En outre « rappelant les recommandations formulées par le Comité des droits de l’homme (CCPR/C/FRA/CO/4, par. 22), le Comité engage instamment l’État partie à prendre toutes les mesures voulues pour garantir que la collecte, le stockage et l’utilisation de données personnelles sensibles sont compatibles avec les obligations qui lui incombent en vertu de l’article 16 de la Convention. ».

Plus généralement « le Comité recommande en outre à l’État partie de ne saisir dans les bases de données que des renseignements personnels anonymes et de légiférer sur l’utilisation des données collectées en vue de prévenir une utilisation abusive des informations. ».

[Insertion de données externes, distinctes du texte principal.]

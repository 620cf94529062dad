//! Minimal page handlers.
//!
//! Presentation is rendered elsewhere; these handlers exist so the routing
//! gate has something to forward to. The app pages echo the identity
//! headers the gate attached, which is exactly the contract downstream
//! handlers rely on: trust the headers, skip the token decode.

use axum::{http::HeaderMap, response::IntoResponse, Json};
use serde_json::json;

use crate::gate::{HEADER_ORG_ID, HEADER_ROLE, HEADER_USER_ID};

fn forwarded(headers: &HeaderMap, name: &str) -> Option<String> {
    headers
        .get(name)
        .and_then(|v| v.to_str().ok())
        .map(str::to_string)
}

pub async fn landing() -> impl IntoResponse {
    "fratapp"
}

pub async fn login() -> impl IntoResponse {
    "login"
}

pub async fn signup() -> impl IntoResponse {
    "signup"
}

pub async fn invite() -> impl IntoResponse {
    "invite"
}

pub async fn setup_chapter() -> impl IntoResponse {
    "setup-chapter"
}

/// Application home; identity arrives via gate-attached headers.
pub async fn app_home(headers: HeaderMap) -> impl IntoResponse {
    Json(json!({
        "userId": forwarded(&headers, HEADER_USER_ID),
        "orgId": forwarded(&headers, HEADER_ORG_ID),
        "role": forwarded(&headers, HEADER_ROLE),
    }))
}

/// Admin area home; only reachable for roles passing `can_access_admin`.
pub async fn admin_home(headers: HeaderMap) -> impl IntoResponse {
    Json(json!({
        "admin": true,
        "userId": forwarded(&headers, HEADER_USER_ID),
        "orgId": forwarded(&headers, HEADER_ORG_ID),
        "role": forwarded(&headers, HEADER_ROLE),
    }))
}
//! Background cleanup job for expired in-process state.
//!
//! Reset tokens that were never consumed outlive their expiry only until
//! this job sweeps them, and the rate limiter drops windows that have
//! lapsed so it does not hold one entry per client address forever.

use std::sync::Arc;
use std::time::Duration;

use crate::auth::middleware::RateLimiter;
use crate::clock::now_unix;
use crate::storage::Store;

/// Run the cleanup loop.
///
/// Sweeps expired reset tokens and lapsed rate-limit windows every
/// `interval`.
pub async fn run_cleanup_loop(
    store: Arc<dyn Store>,
    rate_limiter: Arc<RateLimiter>,
    interval: Duration,
) {
    loop {
        tokio::time::sleep(interval).await;

        let evicted = rate_limiter.evict_lapsed();

        match store.purge_expired_reset_tokens(now_unix()).await {
            Ok(purged) => {
                if purged > 0 || evicted > 0 {
                    tracing::info!(
                        purged_reset_tokens = purged,
                        evicted_rate_windows = evicted,
                        "Cleanup job completed"
                    );
                }
            }
            Err(e) => {
                tracing::error!(error = %e, "Cleanup job failed");
            }
        }
    }
}
//! Role-based permissions for org-level access.
//!
//! member: upload, view own receipts
//! treasurer: view all receipts, approve/reject/mark paid
//! exec: treasurer + org settings and invite codes
//! admin: same as exec
//!
//! Pure predicates over [`Role`]; no request context, no side effects.

use crate::models::Role;

/// Role hierarchy comparison: member < treasurer < exec < admin.
pub fn is_at_least(role: Role, threshold: Role) -> bool {
    role >= threshold
}

pub fn can_view_all_receipts(role: Role) -> bool {
    is_at_least(role, Role::Treasurer)
}

pub fn can_approve_receipts(role: Role) -> bool {
    is_at_least(role, Role::Treasurer)
}

/// Narrower than approval rights: not every approver may edit chapter-wide
/// settings or invite codes.
pub fn can_manage_org_settings(role: Role) -> bool {
    is_at_least(role, Role::Exec)
}

pub fn can_access_admin(role: Role) -> bool {
    can_approve_receipts(role)
}
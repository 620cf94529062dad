//! Outbound email collaborator.
//!
//! Delivery is out of scope for this service; the session core only needs
//! "send this reset link to this address, tell me if it worked". Deployments
//! plug in a real provider behind [`Mailer`].

use async_trait::async_trait;

#[async_trait]
pub trait Mailer: Send + Sync {
    /// Send a password-reset link. Returns false on delivery failure.
    async fn send_password_reset(&self, to: &str, reset_url: &str) -> bool;
}

/// Mailer that logs instead of sending. Used in development and tests.
pub struct LogMailer;

#[async_trait]
impl Mailer for LogMailer {
    async fn send_password_reset(&self, to: &str, reset_url: &str) -> bool {
        tracing::info!(action = "password_reset_email", to = %to, url = %reset_url, "Password reset link issued");
        true
    }
}
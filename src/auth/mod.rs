//! Authentication and authorization: password hashing, reset tokens,
//! role policy, and request extractors.

pub mod middleware;
pub mod password;
pub mod policy;
pub mod reset;

pub use middleware::{AdminSession, AppState, AuthSession, ExecSession, RateLimiter};
pub use password::{hash_password, verify_password};
pub use reset::{generate_reset_token, hash_reset_token};
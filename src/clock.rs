//! Wall-clock helper shared by token issuance and storage expiry checks.

use std::time::{SystemTime, UNIX_EPOCH};

/// Current unix time in seconds.
pub fn now_unix() -> u64 {
    SystemTime::now()
        .duration_since(UNIX_EPOCH)
        .unwrap_or_default()
        .as_secs()
}
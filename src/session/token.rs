//! Signed session-token codec (HS256).
//!
//! Encodes the authenticated identity into a compact, URL-safe JWT and
//! verifies it back. The codec is constructed once from config; secret
//! presence and minimum length are enforced at startup by `Config`, so a
//! codec never signs with an empty or default key.

use jsonwebtoken::{decode, encode, Algorithm, DecodingKey, EncodingKey, Header, Validation};
use serde::{Deserialize, Serialize};

use crate::clock::now_unix;
use crate::config::Config;
use crate::models::Role;

/// Verified payload of a session token.
#[derive(Debug, Clone, PartialEq, Eq, Serialize, Deserialize)]
pub struct SessionClaims {
    /// Subject: user id.
    pub sub: String,
    pub role: Role,
    #[serde(rename = "orgId")]
    pub org_id: String,
    /// Issued-at (unix seconds).
    pub iat: u64,
    /// Expiry (unix seconds).
    pub exp: u64,
}

/// Token decode/encode failures.
///
/// The three decode variants all collapse to Anonymous at the resolver
/// boundary, but stay distinct here so logs can tell a tampered token from
/// a stale one.
#[derive(Debug, Clone, PartialEq, Eq, thiserror::Error)]
pub enum TokenError {
    #[error("malformed session token")]
    Malformed,

    #[error("invalid session token signature")]
    InvalidSignature,

    #[error("session token expired")]
    Expired,

    #[error("token signing failed: {0}")]
    Signing(String),
}

pub struct TokenCodec {
    encoding_key: EncodingKey,
    decoding_key: DecodingKey,
    validation: Validation,
    max_age_secs: u64,
    renew_threshold_secs: u64,
}

impl std::fmt::Debug for TokenCodec {
    fn fmt(&self, f: &mut std::fmt::Formatter<'_>) -> std::fmt::Result {
        f.debug_struct("TokenCodec")
            .field("algorithm", &"HS256")
            .field("max_age_secs", &self.max_age_secs)
            .field("renew_threshold_secs", &self.renew_threshold_secs)
            .finish()
    }
}

impl TokenCodec {
    pub fn new(config: &Config) -> Self {
        let mut validation = Validation::new(Algorithm::HS256);
        // No leeway: an expired token is expired.
        validation.leeway = 0;

        Self {
            encoding_key: EncodingKey::from_secret(config.session_secret.as_bytes()),
            decoding_key: DecodingKey::from_secret(config.session_secret.as_bytes()),
            validation,
            max_age_secs: config.session_max_age_secs,
            renew_threshold_secs: config.session_renew_threshold_secs,
        }
    }

    pub fn max_age_secs(&self) -> u64 {
        self.max_age_secs
    }

    pub fn renew_threshold_secs(&self) -> u64 {
        self.renew_threshold_secs
    }

    /// Mint a token for the given identity, issued now.
    pub fn encode(&self, user_id: &str, role: Role, org_id: &str) -> Result<String, TokenError> {
        self.encode_at(user_id, role, org_id, now_unix())
    }

    /// Mint a token with an explicit issued-at. Expiry is always
    /// `iat + max_age`; claims are never partially updated.
    pub fn encode_at(
        &self,
        user_id: &str,
        role: Role,
        org_id: &str,
        iat: u64,
    ) -> Result<String, TokenError> {
        let claims = SessionClaims {
            sub: user_id.to_string(),
            role,
            org_id: org_id.to_string(),
            iat,
            exp: iat + self.max_age_secs,
        };

        encode(&Header::new(Algorithm::HS256), &claims, &self.encoding_key)
            .map_err(|e| TokenError::Signing(e.to_string()))
    }

    /// Verify signature and expiry, returning the claims.
    pub fn decode(&self, token: &str) -> Result<SessionClaims, TokenError> {
        decode::<SessionClaims>(token, &self.decoding_key, &self.validation)
            .map(|data| data.claims)
            .map_err(|e| match e.kind() {
                jsonwebtoken::errors::ErrorKind::ExpiredSignature => TokenError::Expired,
                jsonwebtoken::errors::ErrorKind::InvalidSignature => TokenError::InvalidSignature,
                _ => TokenError::Malformed,
            })
    }
}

Elle lui demande quelles suites il entend donner à ces recommandations. Enfin, au vu des éléments relevés par l’avis du Comité des droits de l’enfant, elle pense qu’il serait cohérent que les sanctions prises par les rectorats à l’encontre de ceux qui se sont opposés à « Base élèves » soient levées.

P.-S.

Le Tribunal administratif de Marseille ordonne la suspension de retraits de salaire

Après une décision analogue du TA de Montpellier concernant Bastien Cazals, le TA de Marseille a ordonné le 11 août que l’exécution de décisions de retrait de 32 jours de salaires pour service non fait concernant deux nouveaux enseignants soit suspendue.

Le tribunal a estimé « qu’en l’état de l’instruction, les modalités des obligations de service que devait exécuter Erwan Redon (et Christine Jousset) n’ont pas été précisées » et que cela « est de nature à faire peser un doute sérieux quant à la légalité de la décision attaquée ».

Ces deux enseignants, Christine Jousset et Erwan Redon, engagés dans le mouvement national des enseignantEs en résistance pédagogique ont vu leur paye amputée alors qu’ils ont effectué la totalité de leur service. Refusant le dispositif d’Aide personnalisée mis en place par le ministère de l’Education nationale, ils ont proposé aux familles et aux enfants des ateliers éducatifs du midi pour tous les enfants qui le souhaitaient et ont lancé le projet de la création d’un CLAE (Centre de Loisirs Associé à l’Ecole) auprès de la mairie du 1er-7ème, qui en avait accepté le principe.